Among the lines below, count those with "bytes". Give the total alone.

Collected data entries ::
=== Begin Enclosure ===

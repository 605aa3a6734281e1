//! Packet decoder interface
//!
//! The driver does not understand the sensor packet grammar. It feeds raw
//! bytes to a caller-supplied decoder and reacts when the decoder reports a
//! complete, validated packet batch.

use std::sync::{Arc, Mutex};

/// Consumes the raw OI byte stream and maintains decoded sensor state.
///
/// Implementations own the packet framing, checksum validation and the
/// corrupt/total counters. Counters are monotonically non-decreasing for
/// the lifetime of the decoder and may be read from the caller's thread
/// while the reader thread is feeding bytes.
pub trait PacketDecoder: Send {
    /// Byte sequence that asks the robot to begin streaming the sensor
    /// packets this decoder expects (a `Stream` opcode plus packet IDs).
    fn stream_request(&self) -> Vec<u8>;

    /// Feed one byte of the incoming stream.
    ///
    /// Returns `true` when the byte completes a full packet batch, in which
    /// case the driver calls [`validate_all`](PacketDecoder::validate_all).
    fn process_byte(&mut self, byte: u8) -> bool;

    /// Finalize the packet batch that just completed.
    ///
    /// Returns `true` if the batch checked out. Corrupt batches are counted
    /// internally and return `false`; they are not an error from the
    /// driver's point of view — the stream simply continues.
    fn validate_all(&mut self) -> bool;

    /// Number of corrupt packets seen since construction.
    fn num_corrupt_packets(&self) -> u64;

    /// Total number of packets seen since construction.
    fn total_packets(&self) -> u64;
}

/// Shared handle to the decoder, updated from the reader thread and
/// inspected from the caller's thread.
pub type SharedDecoder = Arc<Mutex<dyn PacketDecoder>>;
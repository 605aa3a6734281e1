//! Open Interface command opcodes
//!
//! Each OI command starts with a single opcode byte, optionally followed by
//! data bytes. This module only carries the opcodes the driver and its
//! collaborators use; the full table lives in the iRobot Create 2 OI spec.

/// Single-byte OI command opcodes
#[derive(Debug, Clone, Copy, PartialEq, Eq)]
#[repr(u8)]
pub enum Opcode {
    /// Start the OI; the robot enters Passive mode from any state.
    Start = 128,
    /// Change the OI baud rate.
    Baud = 129,
    /// Enter Safe mode.
    Safe = 131,
    /// Enter Full mode.
    Full = 132,
    /// Power down the robot.
    Power = 133,
    /// Drive with a velocity and turning radius.
    Drive = 137,
    /// Request a single sensor packet.
    Sensors = 142,
    /// Drive the wheels independently.
    DriveDirect = 145,
    /// Begin streaming sensor packets every 15 ms.
    Stream = 148,
    /// Request a list of sensor packets once.
    QueryList = 149,
    /// Pause or resume an active sensor stream.
    PauseResumeStream = 150,
    /// Stop the OI; the robot no longer responds to commands until Start.
    Stop = 173,
}

impl From<Opcode> for u8 {
    fn from(code: Opcode) -> u8 {
        code as u8
    }
}

#[cfg(test)]
mod tests {
    use super::*;

    #[test]
    fn test_opcode_values() {
        // Values fixed by the OI spec; the robot will misinterpret anything else.
        assert_eq!(u8::from(Opcode::Start), 128);
        assert_eq!(u8::from(Opcode::Safe), 131);
        assert_eq!(u8::from(Opcode::Stream), 148);
        assert_eq!(u8::from(Opcode::Stop), 173);
    }
}
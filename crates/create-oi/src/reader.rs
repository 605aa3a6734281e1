//! Streaming reader
//!
//! Runs the read/decode chain on a dedicated thread: read one byte, hand it
//! to the decoder, read the next. The handshake waits on [`HandshakeSignal`]
//! until the first validated packet batch arrives.

use std::io::ErrorKind;
use std::sync::atomic::{AtomicBool, Ordering};
use std::sync::{Arc, Condvar, Mutex, MutexGuard};
use std::thread::JoinHandle;
use std::time::{Duration, Instant};

use tracing::{debug, error};

use crate::decoder::SharedDecoder;
use crate::driver::PacketCallback;
use crate::link::SerialLink;

/// One-shot "first data arrived" signal, re-armed whenever the reader stops.
///
/// Single producer (the reader thread), single consumer (the `connect`
/// caller). Setting an already-set signal is a no-op, so a burst of packet
/// completions before the waiter wakes collapses to one logical ready state.
pub(crate) struct HandshakeSignal {
    ready: Mutex<bool>,
    cond: Condvar,
}

impl HandshakeSignal {
    pub fn new() -> Self {
        Self {
            ready: Mutex::new(false),
            cond: Condvar::new(),
        }
    }

    fn lock(&self) -> MutexGuard<'_, bool> {
        match self.ready.lock() {
            Ok(guard) => guard,
            Err(poisoned) => poisoned.into_inner(),
        }
    }

    /// Mark data as ready and wake the waiter. Idempotent.
    pub fn notify(&self) {
        let mut ready = self.lock();
        if !*ready {
            *ready = true;
            self.cond.notify_one();
        }
    }

    /// Block until the signal is set or the timeout elapses.
    ///
    /// Returns whether the signal was set. The predicate is re-checked after
    /// every wakeup, so spurious wakeups never count as success.
    pub fn wait_ready(&self, timeout: Duration) -> bool {
        let deadline = Instant::now() + timeout;
        let mut ready = self.lock();
        while !*ready {
            let now = Instant::now();
            if now >= deadline {
                return false;
            }
            let wait = deadline - now;
            match self.cond.wait_timeout(ready, wait) {
                Ok((guard, _)) => ready = guard,
                Err(poisoned) => ready = poisoned.into_inner().0,
            }
        }
        true
    }

    /// Re-arm for the next connect cycle.
    pub fn reset(&self) {
        *self.lock() = false;
    }

    #[cfg(test)]
    pub fn is_ready(&self) -> bool {
        *self.lock()
    }
}

/// Owns the background read loop: Idle when no thread is running, Running
/// while one is.
pub(crate) struct StreamReader {
    running: Arc<AtomicBool>,
    thread: Option<JoinHandle<()>>,
}

impl StreamReader {
    pub fn new() -> Self {
        Self {
            running: Arc::new(AtomicBool::new(false)),
            thread: None,
        }
    }

    pub fn is_running(&self) -> bool {
        self.thread.is_some()
    }

    /// Spawn the read/decode loop on its own thread.
    ///
    /// The caller passes an independent clone of the link so reads never
    /// contend with command writes on the caller's thread.
    pub fn start(
        &mut self,
        link: Box<dyn SerialLink>,
        decoder: SharedDecoder,
        signal: Arc<HandshakeSignal>,
        callback: Option<PacketCallback>,
    ) {
        if self.thread.is_some() {
            return;
        }

        self.running.store(true, Ordering::Release);
        let running = Arc::clone(&self.running);

        let handle = std::thread::Builder::new()
            .name("oi-reader".to_string())
            .spawn(move || read_loop(link, decoder, signal, callback, running));

        match handle {
            Ok(handle) => self.thread = Some(handle),
            Err(e) => {
                error!("failed to spawn reader thread: {}", e);
                self.running.store(false, Ordering::Release);
            }
        }
    }

    /// Stop the loop and join the thread.
    ///
    /// When this returns, no further decode or notification callback can
    /// fire, and the handshake signal is re-armed for the next cycle.
    pub fn stop(&mut self, signal: &HandshakeSignal) {
        self.running.store(false, Ordering::Release);
        if let Some(handle) = self.thread.take() {
            if handle.join().is_err() {
                error!("reader thread panicked");
            }
        }
        signal.reset();
    }
}

/// The read chain: one byte per iteration for the lifetime of Running.
///
/// A short read timeout doubles as the stop-flag poll interval. A hard
/// transport error ends the chain without clearing the Running state; the
/// stream stays stalled until an explicit stop/start cycle.
fn read_loop(
    mut link: Box<dyn SerialLink>,
    decoder: SharedDecoder,
    signal: Arc<HandshakeSignal>,
    callback: Option<PacketCallback>,
    running: Arc<AtomicBool>,
) {
    debug!("reader thread started");
    let mut byte = [0u8; 1];

    while running.load(Ordering::Acquire) {
        match link.read(&mut byte) {
            Ok(1) => {
                let batch_valid = {
                    let Ok(mut decoder) = decoder.lock() else {
                        error!("decoder mutex poisoned; stopping read chain");
                        break;
                    };
                    if decoder.process_byte(byte[0]) {
                        Some(decoder.validate_all())
                    } else {
                        None
                    }
                };

                if batch_valid == Some(true) {
                    signal.notify();
                    if let Some(cb) = &callback {
                        cb();
                    }
                }
            }
            // Framing is one byte at a time; any other size is dropped.
            Ok(_) => {}
            Err(e)
                if matches!(
                    e.kind(),
                    ErrorKind::TimedOut | ErrorKind::WouldBlock | ErrorKind::Interrupted
                ) => {}
            Err(e) => {
                error!("serial read error: {}", e);
                break;
            }
        }
    }

    debug!("reader thread exiting");
}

=== End Enclosure ===

Solution for this problem ::
3